[Stored data]
════════════════════
// tests/end_to_end.rs

use std::{sync::Arc, time::Duration};

use chrono::{Datelike, Local};

use osmanager::{
    config::{AppConfig, AppState},
    db::MemoryStore,
    models::{
        audit::AuditEvent,
        auth::Role,
        client::ClientInput,
        order::{OrderAction, OrderForm, OrderStatus},
        pre_registration::InviteRequest,
        view::Screen,
    },
    services::session::LogoutReason,
};

const ADMIN: &str = "admin@studio.com";
const PASSWORD: &str = "Estudio#2025Forte";

fn app() -> AppState {
    let config = AppConfig {
        jwt_secret: "segredo-de-teste".into(),
        bcrypt_cost: 4,
        bootstrap_admin_email: ADMIN.into(),
        ..AppConfig::default()
    };
    let state = AppState::build(config, Arc::new(MemoryStore::new()));
    state.session.start();
    state
}

async fn wait_until(mut condition: impl FnMut() -> bool) {
    for _ in 0..200 {
        if condition() {
            return;
        }
        tokio::time::sleep(Duration::from_millis(5)).await;
    }
    panic!("condição não satisfeita a tempo");
}

#[tokio::test]
async fn invited_user_issues_the_first_order_of_the_year() {
    let app = app();
    assert!(app.gate.seed_default_admin().await.unwrap());

    // Administrador define a senha e pré-cadastra uma colaboradora
    app.gate.complete_first_password(ADMIN, PASSWORD).await.unwrap();
    let admin = app.session.sign_in(ADMIN, PASSWORD).await.unwrap();
    assert_eq!(admin.session.role, Role::Admin);

    app.gate
        .request_invite(InviteRequest {
            name: "Maria Souza".into(),
            email: "maria@studio.com".into(),
            phone: "(11) 99999-0000".into(),
            role: Some(Role::User),
        })
        .await
        .unwrap();
    assert!(app.session.logout(LogoutReason::UserRequested).await);
    assert_eq!(app.view.snapshot().screen, Screen::Login);

    // Primeira senha e login da colaboradora
    app.gate
        .complete_first_password("maria@studio.com", PASSWORD)
        .await
        .unwrap();
    let maria = app.session.sign_in("maria@studio.com", PASSWORD).await.unwrap();
    assert_eq!(maria.session.role, Role::User);
    assert_eq!(maria.session.display_name, "Maria Souza");
    assert_eq!(app.view.snapshot().screen, Screen::App);

    let year = Local::now().year();
    let first = format!("001/{}", year);
    assert_eq!(app.view.snapshot().draft.display_number, first);

    let client_id = app
        .directory
        .create(ClientInput {
            name: "Carlos Lima".into(),
            email: "carlos@email.com".into(),
            phone: "(11) 98888-7777".into(),
            address: String::new(),
            cpf: None,
            rg: None,
            birth_date: None,
        })
        .await
        .unwrap();
    wait_until(|| app.directory.find(&client_id).is_some()).await;
    let client = app.directory.find(&client_id).unwrap();

    let created = app
        .workflow
        .create_order(
            Some(&client),
            OrderForm {
                number: first.clone(),
                services: vec!["Produção: Gravação".into()],
                description: "Ensaio fotográfico".into(),
                ..OrderForm::default()
            },
        )
        .await
        .unwrap();

    assert_eq!(created.order.number, first);
    assert_eq!(created.order.status, OrderStatus::Pending);
    assert_eq!(created.print.title, format!("Ordem de Serviço #{}", first));
    assert_eq!(app.view.snapshot().draft.display_number, format!("002/{}", year));

    let order_id = created.order.id.clone();
    wait_until(|| app.view.row(&order_id).is_some()).await;
    let status = app
        .workflow
        .request_transition(&order_id, OrderAction::Complete)
        .await
        .unwrap();
    assert_eq!(status, OrderStatus::Completed);

    // Convite consumido não volta a aceitar senha
    assert!(
        app.gate
            .complete_first_password("maria@studio.com", PASSWORD)
            .await
            .is_err()
    );
}

#[tokio::test]
async fn admin_sees_security_events_of_the_session() {
    let app = app();
    app.gate.seed_default_admin().await.unwrap();
    app.gate.complete_first_password(ADMIN, PASSWORD).await.unwrap();

    assert!(app.session.sign_in(ADMIN, "senha-errada").await.is_err());
    app.session.sign_in(ADMIN, PASSWORD).await.unwrap();

    let events: Vec<AuditEvent> = app
        .admin
        .audit_trail(50)
        .unwrap()
        .into_iter()
        .map(|entry| entry.event)
        .collect();

    assert!(events.contains(&AuditEvent::LoginFailed));
    assert!(events.contains(&AuditEvent::LoginSuccess));
    assert!(events.contains(&AuditEvent::FirstPasswordSuccess));
}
════════════════════
> **TASK ITEM**
Give back every line of the data above exactly as written.

> **TASK RESULT**
// tests/end_to_end.rs

use std::{sync::Arc, time::Duration};

use chrono::{Datelike, Local};

use osmanager::{
    config::{AppConfig, AppState},
    db::MemoryStore,
    models::{
        audit::AuditEvent,
        auth::Role,
        client::ClientInput,
        order::{OrderAction, OrderForm, OrderStatus},
        pre_registration::InviteRequest,
        view::Screen,
    },
    services::session::LogoutReason,
};

const ADMIN: &str = "admin@studio.com";
const PASSWORD: &str = "Estudio#2025Forte";

fn app() -> AppState {
    let config = AppConfig {
        jwt_secret: "segredo-de-teste".into(),
        bcrypt_cost: 4,
        bootstrap_admin_email: ADMIN.into(),
        ..AppConfig::default()
    };
    let state = AppState::build(config, Arc::new(MemoryStore::new()));
    state.session.start();
    state
}

async fn wait_until(mut condition: impl FnMut() -> bool) {
    for _ in 0..200 {
        if condition() {
            return;
        }
        tokio::time::sleep(Duration::from_millis(5)).await;
    }
    panic!("condição não satisfeita a tempo");
}

#[tokio::test]
async fn invited_user_issues_the_first_order_of_the_year() {
    let app = app();
    assert!(app.gate.seed_default_admin().await.unwrap());

    // Administrador define a senha e pré-cadastra uma colaboradora
    app.gate.complete_first_password(ADMIN, PASSWORD).await.unwrap();
    let admin = app.session.sign_in(ADMIN, PASSWORD).await.unwrap();
    assert_eq!(admin.session.role, Role::Admin);

    app.gate
        .request_invite(InviteRequest {
            name: "Maria Souza".into(),
            email: "maria@studio.com".into(),
            phone: "(11) 99999-0000".into(),
            role: Some(Role::User),
        })
        .await
        .unwrap();
    assert!(app.session.logout(LogoutReason::UserRequested).await);
    assert_eq!(app.view.snapshot().screen, Screen::Login);

    // Primeira senha e login da colaboradora
    app.gate
        .complete_first_password("maria@studio.com", PASSWORD)
        .await
        .unwrap();
    let maria = app.session.sign_in("maria@studio.com", PASSWORD).await.unwrap();
    assert_eq!(maria.session.role, Role::User);
    assert_eq!(maria.session.display_name, "Maria Souza");
    assert_eq!(app.view.snapshot().screen, Screen::App);

    let year = Local::now().year();
    let first = format!("001/{}", year);
    assert_eq!(app.view.snapshot().draft.display_number, first);

    let client_id = app
        .directory
        .create(ClientInput {
            name: "Carlos Lima".into(),
            email: "carlos@email.com".into(),
            phone: "(11) 98888-7777".into(),
            address: String::new(),
            cpf: None,
            rg: None,
            birth_date: None,
        })
        .await
        .unwrap();
    wait_until(|| app.directory.find(&client_id).is_some()).await;
    let client = app.directory.find(&client_id).unwrap();

    let created = app
        .workflow
        .create_order(
            Some(&client),
            OrderForm {
                number: first.clone(),
                services: vec!["Produção: Gravação".into()],
                description: "Ensaio fotográfico".into(),
                ..OrderForm::default()
            },
        )
        .await
        .unwrap();

    assert_eq!(created.order.number, first);
    assert_eq!(created.order.status, OrderStatus::Pending);
    assert_eq!(created.print.title, format!("Ordem de Serviço #{}", first));
    assert_eq!(app.view.snapshot().draft.display_number, format!("002/{}", year));

    let order_id = created.order.id.clone();
    wait_until(|| app.view.row(&order_id).is_some()).await;
    let status = app
        .workflow
        .request_transition(&order_id, OrderAction::Complete)
        .await
        .unwrap();
    assert_eq!(status, OrderStatus::Completed);

    // Convite consumido não volta a aceitar senha
    assert!(
        app.gate
            .complete_first_password("maria@studio.com", PASSWORD)
            .await
            .is_err()
    );
}

#[tokio::test]
async fn admin_sees_security_events_of_the_session() {
    let app = app();
    app.gate.seed_default_admin().await.unwrap();
    app.gate.complete_first_password(ADMIN, PASSWORD).await.unwrap();

    assert!(app.session.sign_in(ADMIN, "senha-errada").await.is_err());
    app.session.sign_in(ADMIN, PASSWORD).await.unwrap();

    let events: Vec<AuditEvent> = app
        .admin
        .audit_trail(50)
        .unwrap()
        .into_iter()
        .map(|entry| entry.event)
        .collect();

    assert!(events.contains(&AuditEvent::LoginFailed));
    assert!(events.contains(&AuditEvent::LoginSuccess));
    assert!(events.contains(&AuditEvent::FirstPasswordSuccess));
}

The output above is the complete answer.